Déjà très présents dans les pays voisins, les produits manufacturés iraniens vont « déferler » sur les marchés des pays du Moyen-Orient, certains pays africains et d’Amérique Latine et, peut-être, européens. Les milieux industriels occidentaux, en particulier français, ont déjà fait le voyage en Iran et les ministres français et allemand des affaires étrangères sont attendus à Téhéran. Le pétrole et le gaz iraniens intéressent beaucoup les puissances occidentales qui souhaitent réduire leur dépendance à l’égard de la Russie. Une tracée d’exportation des hydrocarbures iraniens est à l’étude via l’Azerbaïdjan, l’Arménie et la Géorgie vers la Mer Noire.

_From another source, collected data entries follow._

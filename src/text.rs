/// Collapse every whitespace run to a single space and trim the ends.
///
/// Pure and total: any input (including empty) yields a valid string.
/// Every other component normalizes through this before comparing or
/// hashing text, so identity keys never depend on markup indentation.
pub fn normalize(raw: &str) -> String {
    raw.split_whitespace().collect::<Vec<_>>().join(" ")
}

/// `normalize` over an optional source, mapping absence to the empty string.
pub fn normalize_opt(raw: Option<&str>) -> String {
    raw.map(normalize).unwrap_or_default()
}

#[cfg(test)]
mod tests {
    use super::*;

    #[test]
    fn collapses_runs_and_trims() {
        assert_eq!(normalize("  Start   Time:\n 4/7 \t- 8:30 PM  "), "Start Time: 4/7 - 8:30 PM");
    }

    #[test]
    fn empty_and_blank_are_empty() {
        assert_eq!(normalize(""), "");
        assert_eq!(normalize(" \t\n "), "");
        assert_eq!(normalize_opt(None), "");
    }
}
//! Capability surface of a live, rendered page.
//!
//! This is the whole of what the pipeline may assume about its input: it can
//! wait for readiness, take a consistent snapshot, and write a scroll offset.
//! Any automation engine that can serialize its DOM into a [`Snapshot`] tree
//! can drive the pipeline; tests use scripted in-memory pages.

use crate::dom::{NodeId, Snapshot};
use crate::error::ScrapeError;

#[allow(async_fn_in_trait)]
pub trait Page {
    /// Block until the document is in a usable state for a snapshot pass.
    async fn wait_ready(&mut self) -> Result<(), ScrapeError>;

    /// One consistent view of the current DOM.
    async fn snapshot(&mut self) -> Result<Snapshot, ScrapeError>;

    /// Set the vertical scroll offset of the element at preorder position
    /// `target` in the most recent snapshot.
    async fn set_scroll(&mut self, target: NodeId, offset: f64) -> Result<(), ScrapeError>;
}
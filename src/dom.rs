//! Abstract DOM snapshot.
//!
//! The pipeline never talks to a rendering engine directly. A driver hands it
//! a [`Snapshot`]: a flattened element tree carrying per-node tag, own text,
//! computed overflow and scroll metrics. Node ids are preorder positions and
//! double as the scroll-addressing contract back to the driver, so the id a
//! classifier sees is the id the driver can scroll.

use serde::Deserialize;

use crate::text::normalize;

/// Wire shape of one element, as produced by the driver's DOM serializer.
#[derive(Debug, Clone, Default, Deserialize)]
#[serde(default, rename_all = "camelCase")]
pub struct NodeSpec {
    /// Lowercase tag name.
    pub tag: String,
    /// Text of the element's direct text nodes only (children excluded).
    pub text: String,
    /// Computed `overflow-y`.
    pub overflow_y: String,
    pub scroll_top: f64,
    pub scroll_height: f64,
    pub client_height: f64,
    pub children: Vec<NodeSpec>,
}

pub type NodeId = usize;

#[derive(Debug, Clone)]
pub struct Node {
    pub tag: String,
    pub own_text: String,
    pub overflow_y: String,
    pub scroll_top: f64,
    pub scroll_height: f64,
    pub client_height: f64,
    pub parent: Option<NodeId>,
    pub children: Vec<NodeId>,
}

/// One consistent view of the document. Immutable once built.
#[derive(Debug, Clone)]
pub struct Snapshot {
    nodes: Vec<Node>,
}

impl Snapshot {
    pub fn from_spec(spec: &NodeSpec) -> Self {
        let mut snap = Self { nodes: Vec::new() };
        snap.add(spec, None);
        snap
    }

    fn add(&mut self, spec: &NodeSpec, parent: Option<NodeId>) -> NodeId {
        let id = self.nodes.len();
        self.nodes.push(Node {
            tag: spec.tag.clone(),
            own_text: spec.text.clone(),
            overflow_y: spec.overflow_y.clone(),
            scroll_top: spec.scroll_top,
            scroll_height: spec.scroll_height,
            client_height: spec.client_height,
            parent,
            children: Vec::new(),
        });
        for child in &spec.children {
            let cid = self.add(child, Some(id));
            self.nodes[id].children.push(cid);
        }
        id
    }

    pub fn root(&self) -> NodeId {
        0
    }

    pub fn len(&self) -> usize {
        self.nodes.len()
    }

    pub fn is_empty(&self) -> bool {
        self.nodes.is_empty()
    }

    pub fn ids(&self) -> std::ops::Range<NodeId> {
        0..self.nodes.len()
    }

    pub fn node(&self, id: NodeId) -> &Node {
        &self.nodes[id]
    }

    pub fn parent(&self, id: NodeId) -> Option<NodeId> {
        self.nodes[id].parent
    }

    pub fn children(&self, id: NodeId) -> &[NodeId] {
        &self.nodes[id].children
    }

    pub fn is_leaf(&self, id: NodeId) -> bool {
        self.nodes[id].children.is_empty()
    }

    /// Ancestors from the immediate parent upward.
    pub fn ancestors(&self, id: NodeId) -> impl Iterator<Item = NodeId> + '_ {
        std::iter::successors(self.nodes[id].parent, move |&p| self.nodes[p].parent)
    }

    /// Subtree of `id` in document (preorder) order, `id` included.
    pub fn subtree(&self, id: NodeId) -> Vec<NodeId> {
        let mut out = Vec::new();
        let mut stack = vec![id];
        while let Some(cur) = stack.pop() {
            out.push(cur);
            for &child in self.nodes[cur].children.iter().rev() {
                stack.push(child);
            }
        }
        out
    }

    /// Normalized combined text of the whole subtree.
    pub fn text(&self, id: NodeId) -> String {
        let joined = self
            .subtree(id)
            .into_iter()
            .map(|n| self.nodes[n].own_text.as_str())
            .collect::<Vec<_>>()
            .join(" ");
        normalize(&joined)
    }

    /// Siblings before `id`, in document order.
    pub fn preceding_siblings(&self, id: NodeId) -> Vec<NodeId> {
        let Some(parent) = self.nodes[id].parent else {
            return Vec::new();
        };
        self.nodes[parent]
            .children
            .iter()
            .copied()
            .take_while(|&c| c != id)
            .collect()
    }

    pub fn next_sibling(&self, id: NodeId) -> Option<NodeId> {
        let parent = self.nodes[id].parent?;
        let siblings = &self.nodes[parent].children;
        let pos = siblings.iter().position(|&c| c == id)?;
        siblings.get(pos + 1).copied()
    }

    // ── Scroll container detection ───────────────────────────────────────────

    /// The element with the largest `scrollHeight - clientHeight` among those
    /// whose computed overflow allows scrolling; the document root when none
    /// qualifies.
    pub fn scrollable_container(&self) -> NodeId {
        self.ids()
            .filter(|&id| {
                let n = &self.nodes[id];
                matches!(n.overflow_y.as_str(), "auto" | "scroll")
                    && n.scroll_height > n.client_height
            })
            .max_by(|&a, &b| {
                let da = self.max_scroll(a);
                let db = self.max_scroll(b);
                da.partial_cmp(&db).unwrap_or(std::cmp::Ordering::Equal)
            })
            .unwrap_or_else(|| self.root())
    }

    pub fn max_scroll(&self, id: NodeId) -> f64 {
        let n = &self.nodes[id];
        (n.scroll_height - n.client_height).max(0.0)
    }

    pub fn at_bottom(&self, id: NodeId, tolerance_px: f64) -> bool {
        self.nodes[id].scroll_top >= self.max_scroll(id) - tolerance_px
    }
}
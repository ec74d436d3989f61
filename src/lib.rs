//! Process-control engine for a source-level debugger of Go binaries:
//! attach to or launch a target, stop it, inspect and mutate its state, and
//! drive it forward at source-statement granularity across all of its
//! kernel threads.
//!
//! DWARF and symbol-table parsing, image loading, and variable evaluation
//! are consumed through the traits in [`symbols`]; the OS debugging
//! primitives sit behind [`host::Host`], with a ptrace implementation on
//! Linux and a mach-task implementation on macOS.

pub mod breakpoint;
pub mod error;
pub mod host;
pub mod process;
pub mod symbols;
pub mod thread;
pub mod types;

#[cfg(target_os = "linux")]
pub mod host_linux;

#[cfg(target_os = "macos")]
pub mod host_darwin;

pub use breakpoint::Breakpoint;
pub use error::DebuggerError;
pub use process::{DebuggedProcess, DefaultHost};
pub use types::{Tid, VirtAddr};
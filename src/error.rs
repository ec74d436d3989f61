use thiserror::Error;

use crate::types::{Tid, VirtAddr};

/// Error kinds the engine distinguishes by type. Backend failures travel as
/// plain `anyhow` errors with the originating errno preserved in the chain.
#[derive(Debug, Clone, PartialEq, Eq, Error)]
pub enum DebuggerError {
    #[error("process {pid} has exited with status {status}")]
    ProcessExited { pid: Tid, status: i32 },

    #[error("manual stop requested")]
    ManualStop,

    #[error("breakpoint already exists at {0:#x}")]
    BreakpointExists(VirtAddr),

    #[error("no breakpoint at {0:#x}")]
    NoSuchBreakpoint(VirtAddr),

    #[error("thread {0} does not exist")]
    NoSuchThread(Tid),

    #[error("unable to find location for {0}")]
    LocationNotFound(String),

    #[error("unrecognized breakpoint at {0:#x}")]
    UnrecognizedBreakpoint(VirtAddr),
}

/// True when `err` is, or wraps, a "no such process" failure from the
/// backend. Per-thread stepping inside `next` tolerates these.
pub fn is_no_such_process(err: &anyhow::Error) -> bool {
    err.chain()
        .any(|cause| cause.downcast_ref::<nix::errno::Errno>() == Some(&nix::errno::Errno::ESRCH))
}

L’avenir s’annonce donc apaisé et agité : les protagonistes discuteront à la table des négociations pour finalement continuer à s’écharper sur le terrain militaire. Ce sont les peuples qui ne connaîtront pas la paix. Ainsi va le Moyen-Orient depuis plus de deux siècles.

cpjmo@yahoo.fr
http://geopolitiquedumoyen-orient.blogspot.com


1) Etats-Unis, Russie, Chine, France, Royaume-Uni, Allemagne.
2) Osirak est le nom d’un ancien réacteur nucléaire expérimental de 70 MW situé en Irak dans le centre de recherche nucléaire d’Al-Tuwaitha au sud-est de Bagdad, construit par la France et destiné à des recherches civiles sur le nucléaire. Il fut détruit, d’abord partiellement par un raid de l’armée israélienne le 7 juin 1981 (opération Opéra), puis à nouveau, par l’armée américaine en 1991, lors de la guerre du Golfe. (Wikipédia)
3) Yves-Michel Riols - Le Monde du 15 juillet 2015.